● What is required
Given the listing below, write out exactly the lines starting with the line that has "use crate::types::DbId;" and going on through the line that has "pub mod geo;", both kept.

┏━━

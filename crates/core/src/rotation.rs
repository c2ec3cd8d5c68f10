//! Round-robin cursor over camera ids.
//!
//! The cursor walks raw id values `1..=total`, where `total` is the cached
//! number of cameras. Ids are not assumed dense: a missing id still consumes
//! a step, it is not retried.

use crate::types::DbId;

/// Id the rotation starts from and wraps back to.
pub const FIRST_CAMERA_ID: DbId = 1;

#[derive(Debug, Clone, PartialEq, Eq)]
pub struct RotationCursor {
    index: DbId,
    total: Option<i64>,
}

impl Default for RotationCursor {
    fn default() -> Self {
        Self::new()
    }
}

impl RotationCursor {
    pub fn new() -> Self {
        Self {
            index: FIRST_CAMERA_ID,
            total: None,
        }
    }

    /// The camera id to serve on this step.
    pub fn current(&self) -> DbId {
        self.index
    }

    /// Cached camera count, if computed.
    pub fn total(&self) -> Option<i64> {
        self.total
    }

    pub fn set_total(&mut self, total: i64) {
        self.total = Some(total);
    }

    /// Drop the cached count so the next step recomputes it.
    pub fn invalidate_total(&mut self) {
        self.total = None;
    }

    /// Move to the next id, wrapping to [`FIRST_CAMERA_ID`] once the index
    /// reaches the cached total.
    ///
    /// An index at or past the total (including an empty or uncached table)
    /// wraps, so the cursor never runs off into unbounded ids.
    pub fn advance(&mut self) {
        let total = self.total.unwrap_or(0);
        if self.index >= total {
            self.index = FIRST_CAMERA_ID;
        } else {
            self.index += 1;
        }
    }
}
//! Domain logic for the ParkTrack occupancy service.
//!
//! Everything here is pure: no database, no HTTP. The `db` and `api` crates
//! build on these types and validation functions.

pub mod error;
pub mod geo;
pub mod geometry;
pub mod rotation;
pub mod types;
pub mod zone;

┗━━

● Solution to the exercise
use crate::types::DbId;

/// Id the rotation starts from and wraps back to.
pub const FIRST_CAMERA_ID: DbId = 1;

#[derive(Debug, Clone, PartialEq, Eq)]
pub struct RotationCursor {
    index: DbId,
    total: Option<i64>,
}

impl Default for RotationCursor {
    fn default() -> Self {
        Self::new()
    }
}

impl RotationCursor {
    pub fn new() -> Self {
        Self {
            index: FIRST_CAMERA_ID,
            total: None,
        }
    }

    /// The camera id to serve on this step.
    pub fn current(&self) -> DbId {
        self.index
    }

    /// Cached camera count, if computed.
    pub fn total(&self) -> Option<i64> {
        self.total
    }

    pub fn set_total(&mut self, total: i64) {
        self.total = Some(total);
    }

    /// Drop the cached count so the next step recomputes it.
    pub fn invalidate_total(&mut self) {
        self.total = None;
    }

    /// Move to the next id, wrapping to [`FIRST_CAMERA_ID`] once the index
    /// reaches the cached total.
    ///
    /// An index at or past the total (including an empty or uncached table)
    /// wraps, so the cursor never runs off into unbounded ids.
    pub fn advance(&mut self) {
        let total = self.total.unwrap_or(0);
        if self.index >= total {
            self.index = FIRST_CAMERA_ID;
        } else {
            self.index += 1;
        }
    }
}
//! Domain logic for the ParkTrack occupancy service.
//!
//! Everything here is pure: no database, no HTTP. The `db` and `api` crates
//! build on these types and validation functions.

pub mod error;
pub mod geo;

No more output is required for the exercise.